In a Twitter chat this month, I mentioned student-designed units. Several curious teachers asked for details, so here goes!
My favorite unit each year is the unit my students design. We spend the entire year building up to it. I strive to release the responsibility of learning to students gradually. It’s my job to help them develop the skills and confidence needed to design and drive their learning.
I provide a list of texts students can choose from for the final unit. They rate the texts in the order they would like to read them. I use their preferences to create groups of 4-5 students. Then as a group, they must agree on a reading schedule, design standard-aligned performance tasks and decide how they want to use their class time.

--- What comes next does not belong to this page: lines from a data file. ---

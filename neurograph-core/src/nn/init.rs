use rand::Rng;
use rand_distr::StandardNormal;

use crate::builder::GraphBuilder;
use crate::error::NeuroGraphError;
use crate::node::NodeId;

/// Draws `n` values from N(0, sigma^2).
pub fn normal_array<R: Rng + ?Sized>(rng: &mut R, sigma: f32, n: usize) -> Vec<f32> {
    (0..n)
        .map(|_| {
            let z: f32 = rng.sample(StandardNormal);
            z * sigma
        })
        .collect()
}

/// Trainable `[n_row, n_col]` matrix with entries from N(0, 1/n_col).
///
/// Drawn from the builder's generator, so a seeded builder gives the same weights.
pub fn new_weight(b: &mut GraphBuilder, n_row: usize, n_col: usize) -> Result<NodeId, NeuroGraphError> {
    let sigma = (1.0 / n_col.max(1) as f32).sqrt();
    let values = normal_array(b.rng(), sigma, n_row * n_col);
    b.var(&[n_row, n_col], values)
}

/// Trainable `[n]` vector of zeros.
pub fn new_bias(b: &mut GraphBuilder, n: usize) -> Result<NodeId, NeuroGraphError> {
    b.var(&[n], vec![0.0; n])
}

/// Zero-dimensional constant.
pub fn const_scalar(b: &mut GraphBuilder, x: f32) -> Result<NodeId, NeuroGraphError> {
    b.constant(&[], vec![x])
}
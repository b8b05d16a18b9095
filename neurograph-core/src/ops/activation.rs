// neurograph-core/src/ops/activation.rs

//! Elementwise nonlinearities and softmax.
//!
//! The adjoints of `sigm`, `tanh`, `exp` and `softmax` are written in terms of the
//! node's own output, which the evaluator keeps alive until the backward pass.

use super::{Adjoint, Operand};

pub(crate) fn sigm_forward(inputs: &[Operand<'_>], out: &mut [f32]) {
    for (y, &x) in out.iter_mut().zip(inputs[0].data) {
        *y = 1.0 / (1.0 + (-x).exp());
    }
}

pub(crate) fn tanh_forward(inputs: &[Operand<'_>], out: &mut [f32]) {
    for (y, &x) in out.iter_mut().zip(inputs[0].data) {
        *y = x.tanh();
    }
}

pub(crate) fn relu_forward(inputs: &[Operand<'_>], out: &mut [f32]) {
    for (y, &x) in out.iter_mut().zip(inputs[0].data) {
        *y = if x > 0.0 { x } else { 0.0 };
    }
}

pub(crate) fn exp_forward(inputs: &[Operand<'_>], out: &mut [f32]) {
    for (y, &x) in out.iter_mut().zip(inputs[0].data) {
        *y = x.exp();
    }
}

pub(crate) fn log_forward(inputs: &[Operand<'_>], out: &mut [f32]) {
    for (y, &x) in out.iter_mut().zip(inputs[0].data) {
        *y = x.ln();
    }
}

fn last_dim(shape: &[usize]) -> usize {
    shape.last().copied().unwrap_or(1).max(1)
}

/// Numerically stable softmax over each row of the last dimension.
pub(crate) fn softmax_forward(inputs: &[Operand<'_>], out: &mut [f32]) {
    let n = last_dim(inputs[0].shape);
    for (row_in, row_out) in inputs[0].data.chunks(n).zip(out.chunks_mut(n)) {
        let max = row_in.iter().copied().fold(f32::NEG_INFINITY, f32::max);
        let mut sum = 0.0;
        for (y, &x) in row_out.iter_mut().zip(row_in) {
            *y = (x - max).exp();
            sum += *y;
        }
        let inv = 1.0 / sum;
        row_out.iter_mut().for_each(|y| *y *= inv);
    }
}

pub(crate) fn sigm_backward(adj: &Adjoint<'_>, grads: &mut [Option<Vec<f32>>]) {
    if let Some(gx) = grads[0].as_mut() {
        for ((d, &g), &y) in gx.iter_mut().zip(adj.grad).zip(adj.value) {
            *d += g * y * (1.0 - y);
        }
    }
}

pub(crate) fn tanh_backward(adj: &Adjoint<'_>, grads: &mut [Option<Vec<f32>>]) {
    if let Some(gx) = grads[0].as_mut() {
        for ((d, &g), &y) in gx.iter_mut().zip(adj.grad).zip(adj.value) {
            *d += g * (1.0 - y * y);
        }
    }
}

pub(crate) fn relu_backward(adj: &Adjoint<'_>, grads: &mut [Option<Vec<f32>>]) {
    if let Some(gx) = grads[0].as_mut() {
        for ((d, &g), &x) in gx.iter_mut().zip(adj.grad).zip(adj.inputs[0].data) {
            if x > 0.0 {
                *d += g;
            }
        }
    }
}

pub(crate) fn exp_backward(adj: &Adjoint<'_>, grads: &mut [Option<Vec<f32>>]) {
    if let Some(gx) = grads[0].as_mut() {
        for ((d, &g), &y) in gx.iter_mut().zip(adj.grad).zip(adj.value) {
            *d += g * y;
        }
    }
}

pub(crate) fn log_backward(adj: &Adjoint<'_>, grads: &mut [Option<Vec<f32>>]) {
    if let Some(gx) = grads[0].as_mut() {
        for ((d, &g), &x) in gx.iter_mut().zip(adj.grad).zip(adj.inputs[0].data) {
            *d += g / x;
        }
    }
}

pub(crate) fn softmax_backward(adj: &Adjoint<'_>, grads: &mut [Option<Vec<f32>>]) {
    let Some(gx) = grads[0].as_mut() else {
        return;
    };
    let n = last_dim(adj.shape);
    let rows = gx.chunks_mut(n).zip(adj.grad.chunks(n)).zip(adj.value.chunks(n));
    for ((d, g), y) in rows {
        let dot: f32 = g.iter().zip(y).map(|(a, b)| a * b).sum();
        for ((di, &gi), &yi) in d.iter_mut().zip(g).zip(y) {
            *di += yi * (gi - dot);
        }
    }
}
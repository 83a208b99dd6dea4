//! Deployment descriptors and dependency manifest.
//!
//! Everything here is derived from the configuration and plan alone, so a
//! failure means the pipeline produced inconsistent input. It is never retried.

use crate::artifact::{ArtifactTree, GeneratedFile};
use crate::plan::ArchitecturePlan;
use botforge_core::{Capability, Configuration, FileKind, IntegrationKind};
use serde::Serialize;
use std::collections::{BTreeMap, BTreeSet};
use tracing::debug;

#[derive(Debug, Clone, PartialEq, thiserror::Error)]
pub enum PackagingError {
    #[error("packaging file {path} collides with a rendered file")]
    Collision { path: String },

    #[error("cannot serialize {path}: {detail}")]
    Serialize { path: String, detail: String },
}

const SOURCE: &str = "packaging";

const REQUIREMENTS: &str = "requirements.txt";
const DOCKERFILE: &str = "Dockerfile";
const COMPOSE: &str = "docker-compose.yml";
const DOCKERIGNORE_PATH: &str = ".dockerignore";

/// Paths packaging owns; a plan may not declare them.
pub const RESERVED_PATHS: &[&str] = &[REQUIREMENTS, DOCKERFILE, COMPOSE, DOCKERIGNORE_PATH];

/// Add container descriptors (when enabled) and `requirements.txt` to the tree.
pub fn package(
    config: &Configuration,
    plan: &ArchitecturePlan,
    tree: &mut ArtifactTree,
) -> Result<(), PackagingError> {
    let mut add = |path: &str, kind: FileKind, content: String| {
        tree.insert(path, GeneratedFile::new(kind, SOURCE, content))
            .map_err(|_| PackagingError::Collision { path: path.to_string() })
    };

    add(REQUIREMENTS, FileKind::Config, requirements(config, plan))?;
    if config.deployment.container {
        add(DOCKERFILE, FileKind::Container, dockerfile(config))?;
        add(COMPOSE, FileKind::Container, compose(config, plan)?)?;
        add(DOCKERIGNORE_PATH, FileKind::Container, DOCKERIGNORE.to_string())?;
    }
    debug!(container = config.deployment.container, "packaging files added");
    Ok(())
}

/// One requirement per line, sorted and de-duplicated.
pub fn requirements(config: &Configuration, plan: &ArchitecturePlan) -> String {
    let mut reqs: BTreeSet<&str> = [
        "fastapi>=0.110",
        "gradio>=4.0",
        "groq>=0.9",
        "pydantic>=2.0",
        "python-dotenv>=1.0",
        "uvicorn>=0.29",
    ]
    .into_iter()
    .collect();

    for w in &plan.wiring {
        if !config.capabilities.is_enabled(w.capability) {
            continue;
        }
        match (w.capability, w.adapter.as_str()) {
            (Capability::Rag, "chroma") => {
                reqs.insert("chromadb>=0.4");
            }
            (Capability::WebSearch, "duckduckgo") => {
                reqs.insert("duckduckgo-search>=5.0");
            }
            _ => {}
        }
    }

    for i in &config.integrations {
        match i.kind {
            IntegrationKind::RestApi | IntegrationKind::Webhook => {
                reqs.insert("httpx>=0.27");
            }
            IntegrationKind::Database => {
                reqs.insert("sqlalchemy>=2.0");
            }
            IntegrationKind::Slack => {
                reqs.insert("slack-sdk>=3.0");
            }
            IntegrationKind::Discord => {
                reqs.insert("discord.py>=2.0");
            }
            IntegrationKind::SearchEngine => {
                reqs.insert("duckduckgo-search>=5.0");
            }
            IntegrationKind::Email | IntegrationKind::FileSystem => {}
        }
    }

    if plan.files.iter().any(|f| f.kind == FileKind::Test) {
        reqs.insert("pytest>=8.0");
        reqs.insert("pytest-asyncio>=0.23");
    }

    let mut out = reqs.into_iter().collect::<Vec<_>>().join("\n");
    out.push('\n');
    out
}

fn dockerfile(config: &Configuration) -> String {
    format!(
        "FROM python:3.11-slim\n\
         \n\
         WORKDIR /app\n\
         ENV PYTHONDONTWRITEBYTECODE=1 PYTHONUNBUFFERED=1 PORT={port}\n\
         \n\
         COPY requirements.txt .\n\
         RUN pip install --no-cache-dir -r requirements.txt\n\
         \n\
         COPY . .\n\
         RUN mkdir -p /app/data\n\
         \n\
         EXPOSE {port}\n\
         CMD [\"python\", \"main.py\"]\n",
        port = config.deployment.port
    )
}

#[derive(Serialize)]
struct ComposeFile {
    services: BTreeMap<String, ComposeService>,
}

#[derive(Serialize)]
struct ComposeService {
    build: String,
    container_name: String,
    ports: Vec<String>,
    env_file: Vec<String>,
    environment: BTreeMap<String, String>,
    #[serde(skip_serializing_if = "Vec::is_empty")]
    volumes: Vec<String>,
    restart: String,
}

fn compose(config: &Configuration, plan: &ArchitecturePlan) -> Result<String, PackagingError> {
    let port = config.deployment.port;
    let persistent = plan.wiring.iter().any(|w| {
        config.capabilities.is_enabled(w.capability)
            && matches!((w.capability, w.adapter.as_str()), (Capability::Rag, _) | (Capability::Memory, "sqlite"))
    });

    let mut environment = BTreeMap::new();
    environment.insert("PORT".to_string(), port.to_string());
    environment.insert("DATA_DIR".to_string(), "/app/data".to_string());

    let service = ComposeService {
        build: ".".into(),
        container_name: config.slug.clone(),
        ports: vec![format!("{}:{}", port, port)],
        env_file: vec![".env".into()],
        environment,
        volumes: if persistent { vec!["./data:/app/data".into()] } else { Vec::new() },
        restart: "unless-stopped".into(),
    };
    let mut services = BTreeMap::new();
    services.insert(config.slug.clone(), service);

    serde_yaml::to_string(&ComposeFile { services }).map_err(|e| PackagingError::Serialize {
        path: "docker-compose.yml".into(),
        detail: e.to_string(),
    })
}

const DOCKERIGNORE: &str = "\
__pycache__/\n\
*.pyc\n\
.env\n\
.git/\n\
data/\n\
.pytest_cache/\n";

#[cfg(test)]
mod tests {
    use super::*;
    use crate::planner::RuleBasedPlanner;
    use botforge_core::RawConfiguration;

    fn config(docker: bool) -> Configuration {
        Configuration::validate(&RawConfiguration {
            name: Some("Support Bot".into()),
            chatbot_type: Some("customer_support".into()),
            enable_docker: docker,
            port: 8080,
            ..Default::default()
        })
        .unwrap()
    }

    #[test]
    fn container_files_follow_flag() {
        for docker in [true, false] {
            let c = config(docker);
            let plan = RuleBasedPlanner::new().derive(&c);
            let mut tree = ArtifactTree::new();
            package(&c, &plan, &mut tree).unwrap();
            assert!(tree.contains("requirements.txt"));
            assert_eq!(tree.contains("Dockerfile"), docker);
            assert_eq!(tree.contains("docker-compose.yml"), docker);
            assert_eq!(tree.contains(".dockerignore"), docker);
        }
    }

    #[test]
    fn compose_is_valid_yaml() {
        let c = config(true);
        let plan = RuleBasedPlanner::new().derive(&c);
        let text = compose(&c, &plan).unwrap();
        let doc: serde_yaml::Value = serde_yaml::from_str(&text).unwrap();
        let svc = &doc["services"]["support-bot"];
        assert_eq!(svc["ports"][0], serde_yaml::Value::from("8080:8080"));
        assert_eq!(svc["volumes"][0], serde_yaml::Value::from("./data:/app/data"));
    }

    #[test]
    fn requirements_track_capabilities() {
        let c = config(true);
        let plan = RuleBasedPlanner::new().derive(&c);
        let reqs = requirements(&c, &plan);
        assert!(reqs.contains("chromadb"));
        assert!(!reqs.contains("duckduckgo"));
        assert!(reqs.contains("pytest"));
        assert!(reqs.ends_with('\n'));
    }

    #[test]
    fn collision_is_reported() {
        let c = config(false);
        let plan = RuleBasedPlanner::new().derive(&c);
        let mut tree = ArtifactTree::new();
        tree.insert("requirements.txt", GeneratedFile::new(FileKind::Config, "x", "")).unwrap();
        assert_eq!(
            package(&c, &plan, &mut tree),
            Err(PackagingError::Collision { path: "requirements.txt".into() })
        );
    }
}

I explain that they are designing this unit because I want them to have total control over their learning. At first, students are a little stunned when they realize I am truly allowing them to design the unit. “Wait. We can do whatever we want, Mrs. Tucker?” Yes and no. I select eight target skills for the unit. These are skills we have already covered together, but they are ones that I think they still need to spend time developing. I provide each group with a Google Document that has the target standards in the left-hand column. The groups read through the target standards and discuss how they want to show mastery of these skills. I remind them that they do not need a separate performance task for each standard.
Planning takes time, so students spend the first two days of the unit engaged in social negotiation. How much will they read each day? Will they engage in discussion about the reading daily or weekly? How much time will they dedicate to each performance task? Do they want to have homework or do they want to design the unit so that everything can be completed in class? Students quickly realize that planning a unit is challenging.
Some groups opt to write their plans on a paper version of my Google Document, some like to sketch out their plan on a big whiteboard (and take a photo), and others prefer to collaborate online typing on the same Google Document. It’s totally up to them!
When a group has a plan in place, they request a conference with me. During the conference with each group:
- I review their reading schedule. If it looks good, they add their reading schedule to the class calendar I’ve created for this unit.
- We review their proposed performance tasks to make sure they align with the standards and are realistic in terms of scope. I offer suggestions for modifying them so they can cover multiple standards with a single performance task. Once I’ve given them the green light, they add those performance tasks “due dates” to the class calendar.
- I also talk with the group about how I can support them by reviewing specific tasks as they work and offering additional skill stations for their group specifically.
As students work through the unit, my primary job is to check in with groups, observe their discussions and work, provide feedback as they work, and conduct side-by-side assessments of any finished performance tasks.
I’m always blown away by what students can do when I allow them to lead the learning. It is rewarding to see them select specific strategies we have used earlier in the year to accomplish their various tasks. I can tell which of the routines, assignments, projects, online tools, etc. that they enjoyed or found valuable because they adapt and use them during this unit.
The end of the year is tough. Teachers and students are exhausted. This break in routine is a fantastic way the flip the script and have fun with the last unit of the year!